Why is VK_COMMAND_BUFFER_USAGE_SIMULTANEOUS_USE_BIT used here?  The per-image command buffers are not being used multiple times at once, are they?  I mean, buffers for multiple images may be used simultaneously I guess?  But since each image has its own buffer, that shouldn't produce simultaneous use of any single buffer.  Is that right, or am I missing something?

Pawel L. (Intel)'s picture

@Patrick P.

Thanks You for Your appreciation :-).

Regarding framebuffers in Vulkan. The code You can see now in Tutorial 04 is (almost?) final and I don't expect it will change much (maybe some minor fixes if I find anything). I've heard that framebuffers are lightweight and creating them every frame is quite popular among game/engine developers. But I will confirm that and get back to You.

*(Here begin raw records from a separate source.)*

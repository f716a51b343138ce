//! A single-task UI loop with explicit event handler registrations.
//!
//! All state of a widget lives on one UI thread, which is a tokio task
//! that owns the state together with its event handlers. Events and
//! posted work run one by one in the order they were queued. Work that
//! has to wait (network calls, timers) runs elsewhere and posts its
//! result back, so the state never needs a lock.

#![deny(missing_docs)]

#[macro_use]
extern crate tracing;

mod error;
mod handle;
mod handlers;
mod runner;

pub use error::UiThreadGoneError;
pub use handle::UiThread;
pub use handlers::Handlers;
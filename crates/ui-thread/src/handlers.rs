use std::fmt::{self, Debug};

use crate::UiThread;

type Filter<E> = Box<dyn Fn(&E) -> bool + Send + Sync>;
type Handler<S, E> = Box<dyn Fn(&mut S, &E, &UiThread<S, E>) + Send + Sync>;

/// The event handlers of a UI thread.
///
/// Each registration pairs a filter with a handler. An event runs every
/// handler whose filter accepts it, synchronously and in registration
/// order, once. Handlers that want to trigger further events dispatch
/// them through the [`UiThread`] they are given, which queues them behind
/// everything already waiting.
pub struct Handlers<S, E> {
    entries: Vec<(Filter<E>, Handler<S, E>)>,
}

impl<S, E> Handlers<S, E> {
    /// Creates an empty set of handlers.
    #[inline]
    pub fn new() -> Self {
        Self { entries: vec![] }
    }

    /// Registers a handler for the events accepted by `filter`.
    pub fn on(
        &mut self,
        filter: impl Fn(&E) -> bool + Send + Sync + 'static,
        handler: impl Fn(&mut S, &E, &UiThread<S, E>) + Send + Sync + 'static,
    ) -> &mut Self {
        self.entries.push((Box::new(filter), Box::new(handler)));
        self
    }

    /// Returns the number of registrations.
    #[inline]
    pub fn len(&self) -> usize {
        self.entries.len()
    }

    /// Returns `true` if nothing has been registered.
    #[inline]
    pub fn is_empty(&self) -> bool {
        self.entries.is_empty()
    }

    /// Runs the matching handlers and returns how many of them ran.
    pub(crate) fn dispatch(
        &self,
        state: &mut S,
        event: &E,
        ui: &UiThread<S, E>,
    ) -> usize {
        let mut count = 0;
        for (filter, handler) in &self.entries {
            if filter(event) {
                handler(state, event, ui);
                count += 1;
            }
        }
        count
    }
}

impl<S, E> Default for Handlers<S, E> {
    #[inline]
    fn default() -> Self {
        Self::new()
    }
}

impl<S, E> Debug for Handlers<S, E> {
    fn fmt(&self, f: &mut fmt::Formatter<'_>) -> fmt::Result {
        f.debug_struct("Handlers")
            .field("len", &self.entries.len())
            .finish()
    }
}
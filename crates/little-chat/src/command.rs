use std::error::Error;
use std::fmt::{self, Display};

/// A line of terminal input, interpreted.
///
/// Lines starting with `/` are commands; `//` escapes a leading slash.
/// Indexes are 1-based when typed and 0-based once parsed.
#[derive(Clone, Debug, PartialEq, Eq, Hash)]
pub enum Command {
    /// Type the text into the input field and press Enter.
    Say(String),
    /// Click the send button.
    Send,
    /// Click the emoji toggle (`/emoji`).
    ToggleEmojis,
    /// Click an emoji item (`/emoji N`).
    PickEmoji(usize),
    /// List the quick replies (`/quick`).
    QuickReplies,
    /// Click a quick-reply button (`/quick N`).
    QuickReply(usize),
    /// Show the help text.
    Help,
    /// Leave the chat.
    Quit,
}

impl Command {
    /// Parses one line of input.
    pub fn parse(line: &str) -> Result<Self, ParseCommandError> {
        let line = line.trim_end_matches(['\r', '\n']);
        if let Some(escaped) = line.strip_prefix("//") {
            return Ok(Command::Say(format!("/{escaped}")));
        }
        let Some(command) = line.strip_prefix('/') else {
            return Ok(Command::Say(line.to_owned()));
        };

        let mut parts = command.split_whitespace();
        let name = parts.next().unwrap_or_default();
        let arg = parts.next();
        if parts.next().is_some() {
            return Err(ParseCommandError::TooManyArguments(name.to_owned()));
        }

        match (name, arg) {
            ("send", None) => Ok(Command::Send),
            ("emoji", None) => Ok(Command::ToggleEmojis),
            ("emoji", Some(arg)) => parse_index(arg).map(Command::PickEmoji),
            ("quick", None) => Ok(Command::QuickReplies),
            ("quick", Some(arg)) => parse_index(arg).map(Command::QuickReply),
            ("help", None) => Ok(Command::Help),
            ("quit" | "exit", None) => Ok(Command::Quit),
            ("send" | "help" | "quit" | "exit", Some(_)) => {
                Err(ParseCommandError::TooManyArguments(name.to_owned()))
            }
            _ => Err(ParseCommandError::Unknown(name.to_owned())),
        }
    }
}

fn parse_index(arg: &str) -> Result<usize, ParseCommandError> {
    match arg.parse::<usize>() {
        Ok(n) if n > 0 => Ok(n - 1),
        _ => Err(ParseCommandError::BadIndex(arg.to_owned())),
    }
}

/// An error returned when a line is not a valid command.
#[derive(Clone, Debug, PartialEq, Eq)]
pub enum ParseCommandError {
    /// The command doesn't exist.
    Unknown(String),
    /// The index is not a positive number.
    BadIndex(String),
    /// The command got more arguments than it takes.
    TooManyArguments(String),
}

impl Display for ParseCommandError {
    fn fmt(&self, f: &mut fmt::Formatter<'_>) -> fmt::Result {
        match self {
            ParseCommandError::Unknown(name) => {
                write!(f, "unknown command `/{name}`, try `/help`")
            }
            ParseCommandError::BadIndex(arg) => {
                write!(f, "`{arg}` is not a valid number")
            }
            ParseCommandError::TooManyArguments(name) => {
                write!(f, "too many arguments for `/{name}`")
            }
        }
    }
}

impl Error for ParseCommandError {}

#[cfg(test)]
mod tests {
    use super::*;

    #[test]
    fn test_parse_text() {
        assert_eq!(
            Command::parse("Hello there\n"),
            Ok(Command::Say("Hello there".to_owned()))
        );
        assert_eq!(Command::parse(""), Ok(Command::Say(String::new())));
        assert_eq!(
            Command::parse("//etc/hosts"),
            Ok(Command::Say("/etc/hosts".to_owned()))
        );
    }

    #[test]
    fn test_parse_commands() {
        assert_eq!(Command::parse("/send"), Ok(Command::Send));
        assert_eq!(Command::parse("/emoji"), Ok(Command::ToggleEmojis));
        assert_eq!(Command::parse("/emoji 3"), Ok(Command::PickEmoji(2)));
        assert_eq!(Command::parse("/quick"), Ok(Command::QuickReplies));
        assert_eq!(Command::parse("/quick 1\r\n"), Ok(Command::QuickReply(0)));
        assert_eq!(Command::parse("/exit"), Ok(Command::Quit));
    }

    #[test]
    fn test_parse_errors() {
        assert_eq!(
            Command::parse("/dance"),
            Err(ParseCommandError::Unknown("dance".to_owned()))
        );
        assert_eq!(
            Command::parse("/emoji 0"),
            Err(ParseCommandError::BadIndex("0".to_owned()))
        );
        assert_eq!(
            Command::parse("/quick two"),
            Err(ParseCommandError::BadIndex("two".to_owned()))
        );
        assert_eq!(
            Command::parse("/quit now"),
            Err(ParseCommandError::TooManyArguments("quit".to_owned()))
        );
    }
}
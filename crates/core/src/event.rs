//! UI events and the elements they target.

/// Identifies an element of the widget.
#[derive(Clone, Copy, Debug, PartialEq, Eq, Hash)]
pub enum ElementId {
    /// Anything that is not part of the widget.
    Document,
    /// The scrolling message panel.
    MessagePanel,
    /// The text field.
    InputField,
    /// The send button.
    SendButton,
    /// The button that shows and hides the emoji picker.
    EmojiToggle,
    /// The emoji picker panel itself, outside any of its items.
    EmojiPicker,
    /// The emoji item at the given index.
    EmojiItem(usize),
    /// The quick-reply button at the given index.
    QuickReply(usize),
    /// The typing indicator.
    TypingIndicator,
}

impl ElementId {
    /// Returns `true` if the element is the emoji picker or inside it.
    #[inline]
    pub fn is_within_emoji_picker(self) -> bool {
        matches!(self, ElementId::EmojiPicker | ElementId::EmojiItem(_))
    }
}

/// A key on the keyboard, as far as the widget cares.
#[derive(Clone, Copy, Debug, PartialEq, Eq, Hash)]
pub enum Key {
    /// The enter/return key.
    Enter,
    /// A key that produces a character.
    Char(char),
}

/// An event raised by the host UI.
#[derive(Clone, Debug, PartialEq, Eq, Hash)]
pub enum UiEvent {
    /// An element was clicked.
    Click(ElementId),
    /// A key was pressed while `target` had focus.
    KeyPress {
        /// The focused element.
        target: ElementId,
        /// The pressed key.
        key: Key,
        /// Whether Shift was held.
        shift: bool,
    },
    /// The user edited the value of `target` to `value`.
    Input {
        /// The edited element.
        target: ElementId,
        /// The new value.
        value: String,
    },
}

impl UiEvent {
    /// A click on `target`.
    #[inline]
    pub fn click(target: ElementId) -> Self {
        UiEvent::Click(target)
    }

    /// Enter pressed in the input field.
    #[inline]
    pub fn enter(shift: bool) -> Self {
        UiEvent::KeyPress {
            target: ElementId::InputField,
            key: Key::Enter,
            shift,
        }
    }

    /// The input field's value edited to `value`.
    #[inline]
    pub fn input<S: Into<String>>(value: S) -> Self {
        UiEvent::Input {
            target: ElementId::InputField,
            value: value.into(),
        }
    }

    /// Returns the element the event targets.
    #[inline]
    pub fn target(&self) -> ElementId {
        match self {
            UiEvent::Click(target)
            | UiEvent::KeyPress { target, .. }
            | UiEvent::Input { target, .. } => *target,
        }
    }
}
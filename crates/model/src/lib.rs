//! Types shared by the chat widget and the backends that answer it.
//!
//! This crate establishes the protocol between the conversation
//! controller and whatever produces the next bot reply, so that the
//! widget can talk to a real HTTP endpoint or a scripted fake without
//! modifying the core codebase.
//!
//! Types in this crate don't define any behavior, instead they are the
//! constraints that the implementors should adhere to.

#![deny(missing_docs)]

mod backend;
mod error;
mod reply;
mod turn;

pub use backend::*;
pub use error::*;
pub use reply::*;
pub use turn::*;
use serde::{Deserialize, Serialize};

/// Who a turn is attributed to.
#[derive(Clone, Copy, Debug, PartialEq, Eq, Hash, Serialize, Deserialize)]
#[serde(rename_all = "lowercase")]
pub enum Role {
    /// The person typing into the widget.
    User,
    /// The remote bot.
    Assistant,
}

/// One message in a conversation.
///
/// A turn is immutable once created.
#[derive(Clone, Debug, PartialEq, Eq, Hash, Serialize, Deserialize)]
pub struct Turn {
    role: Role,
    content: String,
}

impl Turn {
    /// Creates a turn with the given role and content.
    #[inline]
    pub fn new<S: Into<String>>(role: Role, content: S) -> Self {
        Self {
            role,
            content: content.into(),
        }
    }

    /// Creates a user turn.
    #[inline]
    pub fn user<S: Into<String>>(content: S) -> Self {
        Self::new(Role::User, content)
    }

    /// Creates an assistant turn.
    #[inline]
    pub fn assistant<S: Into<String>>(content: S) -> Self {
        Self::new(Role::Assistant, content)
    }

    /// Returns the role of this turn.
    #[inline]
    pub fn role(&self) -> Role {
        self.role
    }

    /// Returns the text of this turn.
    #[inline]
    pub fn content(&self) -> &str {
        &self.content
    }
}

/// A request to be sent to the backend.
#[derive(Clone, Debug, Default, PartialEq, Eq, Hash)]
pub struct ChatRequest {
    /// Every turn recorded so far, oldest first, ending with the user
    /// turn that asks for this reply.
    pub history: Vec<Turn>,
}

impl ChatRequest {
    /// Returns the latest user input in the history, if any.
    pub fn last_user_input(&self) -> Option<&str> {
        self.history
            .iter()
            .rev()
            .find(|turn| turn.role == Role::User)
            .map(Turn::content)
    }
}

In my case I came to the present solution by iteratively modifying source code of lessons 03 and 04. In Tutorial 03 I wanted to show that we can pre-create resources and reuse as much of them as possible to speed up rendering. But this requires us to recreate almost all of the resources when something has changed considerably, especially in case of a swapchain. It may not be too common (like in games - resolution almost never changes), but with Vulkan we need to be prepared for every scenario.

That's why in Tutorial 04 I've changed my approach and instead of keeping all resources together and creating them once, I recreate some of them each frame. This approach of course has some overhead (we need to create additional resources before each frame, like the mentioned framebuffer) but it considerably simplifies the code maintenance as we don't need to keep track of each resource and remember which groups of resources we need to recreate when there is a need.

If we can, we should prepare resources as early as we can. But in this example situation is very simple and in real-life scenarios we won't be rendering to just i.e. three swapchain images. We will have intermediate render targets, some postprocessing will be done with textures that have lower resolutions. Storing framebuffers for each such texture/image/render target may be hard - small modification in a rendering algorithm may require us to modify source code of our application in multiple places. And don't forget that in Vulkan small error may cause that nothing will be rendered at all. It will be very hard to debug such problems.

So the approach I present in Tutorial 04 is just a reasonable compromise between memory usage, performance and easy maintenance of code.

I hope I clarified the situation as much as I could ;-).